═════ SUPPLIED DATA ═════

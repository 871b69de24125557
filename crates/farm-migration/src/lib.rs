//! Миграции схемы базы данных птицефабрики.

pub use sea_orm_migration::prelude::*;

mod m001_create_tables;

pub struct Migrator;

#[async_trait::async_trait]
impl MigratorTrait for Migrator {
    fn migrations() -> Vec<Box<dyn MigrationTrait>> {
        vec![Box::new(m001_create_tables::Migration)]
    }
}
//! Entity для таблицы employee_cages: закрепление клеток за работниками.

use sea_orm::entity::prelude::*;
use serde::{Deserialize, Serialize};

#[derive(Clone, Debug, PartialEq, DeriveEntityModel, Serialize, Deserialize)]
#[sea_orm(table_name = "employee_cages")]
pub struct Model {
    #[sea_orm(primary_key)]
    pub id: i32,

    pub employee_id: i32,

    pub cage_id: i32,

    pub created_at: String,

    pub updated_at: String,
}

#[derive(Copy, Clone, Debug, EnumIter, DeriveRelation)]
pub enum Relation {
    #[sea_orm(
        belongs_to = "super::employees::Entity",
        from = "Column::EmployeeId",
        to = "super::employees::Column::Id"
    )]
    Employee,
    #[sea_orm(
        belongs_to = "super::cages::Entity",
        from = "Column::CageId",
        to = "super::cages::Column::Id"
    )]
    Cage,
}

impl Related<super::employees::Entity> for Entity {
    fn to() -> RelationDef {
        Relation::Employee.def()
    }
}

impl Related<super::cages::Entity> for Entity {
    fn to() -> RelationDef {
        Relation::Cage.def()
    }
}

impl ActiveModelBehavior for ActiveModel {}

═════

THE PROBLEM = Your answer should be each line from the entries that includes the string "Related".

RESPONSE TO THIS EXERCISE =
impl Related<super::employees::Entity> for Entity {
impl Related<super::cages::Entity> for Entity {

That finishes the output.